Does the Bay Area know about Lynda Benglis? Long a New York legend, her knotty, blobby, materially adventurous sculptures appear minimally in just a few local museums. SFMOMA seems to have one, as does Stanford’s Anderson Collection. The de Young might have something in its Dorothy & George Saxe Collection of Contemporary Craft, but searches within the OMCA and BAMPFA holdings yield no results.

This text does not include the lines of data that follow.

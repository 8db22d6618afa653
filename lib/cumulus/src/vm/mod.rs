// This Source Code Form is subject to the terms of the Mozilla Public
// License, v. 2.0. If a copy of the MPL was not distributed with this
// file, You can obtain one at https://mozilla.org/MPL/2.0/.

//! Run specifications: what a hypervisor needs to configure one VM.
//!
//! A [`VirtualMachineSpec`] is derived from an [`Instance`](crate::instance::Instance)
//! on every reconciliation pass and compared against the one the hypervisor
//! is currently running. It is never persisted.

use std::path::PathBuf;

use cumulus_types::MacAddr;
use serde::{Deserialize, Serialize};
use sha2::{Digest, Sha256};
use uuid::Uuid;

pub mod builder;
pub mod diff;

pub use builder::{build_spec, SpecBuilder, SpecBuilderError};
pub use diff::DiskChanges;

#[derive(Clone, Copy, Debug, PartialEq, Eq, Serialize, Deserialize)]
#[serde(rename_all = "lowercase")]
pub enum AdapterType {
    Bridge,
}

#[derive(Clone, Debug, PartialEq, Eq, Serialize, Deserialize)]
pub struct DiskMount {
    pub index: u32,
    pub path: PathBuf,
}

#[derive(Clone, Debug, PartialEq, Eq, Serialize, Deserialize)]
pub struct NetworkAdapter {
    #[serde(rename = "type")]
    pub kind: AdapterType,
    pub mac_address: MacAddr,
    pub vpc: Uuid,
    pub subnet: Uuid,
}

/// A passed-through USB device. Only the filtered ids are carried.
#[derive(Clone, Debug, PartialEq, Eq, Serialize, Deserialize)]
pub struct UsbPassthrough {
    pub vendor: String,
    pub product: String,
}

#[derive(Clone, Debug, PartialEq, Eq, Serialize, Deserialize)]
pub struct VirtualMachineSpec {
    pub id: Uuid,
    pub image: Uuid,
    pub processors: u32,
    pub memory: u32,
    pub vnc: bool,
    pub vnc_display: u32,
    pub disks: Vec<DiskMount>,
    pub network_adapters: Vec<NetworkAdapter>,
    pub usb_devices: Vec<UsbPassthrough>,
    pub no_public_address: bool,
    pub no_host_address: bool,
}

// First octet of every derived MAC; the other five come from the hash.
const MAC_PREFIX: u8 = 0x00;

fn derive_mac(tag: &[u8], instance: Uuid, vpc: Uuid) -> MacAddr {
    let digest = Sha256::new()
        .chain_update(tag)
        .chain_update(instance.as_bytes())
        .chain_update(vpc.as_bytes())
        .finalize();
    MacAddr::new([
        MAC_PREFIX, digest[0], digest[1], digest[2], digest[3], digest[4],
    ])
}

/// MAC of the instance's adapter on its VPC bridge. Stable for a given
/// instance and VPC.
pub fn adapter_mac(instance: Uuid, vpc: Uuid) -> MacAddr {
    derive_mac(b"adapter", instance, vpc)
}

/// MAC the instance presents on the external network.
pub fn external_mac(instance: Uuid, vpc: Uuid) -> MacAddr {
    derive_mac(b"external", instance, vpc)
}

To discover just how much we’re missing out on, Pace’s Palo Alto outpost kindly presents LYNDA BENGLIS, a mini-retrospective of 20 works from the 1970s to the present and the artist’s first Bay Area solo exhibition in over 15 years. Her full range of approaches and materials are on view: Benglis casts biomorphic abstract sculptures in materials like aluminum and pigmented polyurethane (semitransparent, globular objects that seem to glow from within), builds up surfaces with resin and beeswax, or layers sparkly handmade paper over chicken wire shapes.

In the 1960s, Benglis became known for her colorful latex and foam pours—physically impressive responses to a male-dominated (and wall-mounted) art scene. And she never let up. Now 77, she’s still producing large-scale work, testaments to her stance, as stated in a recent interview: “I am not interested in going backward.”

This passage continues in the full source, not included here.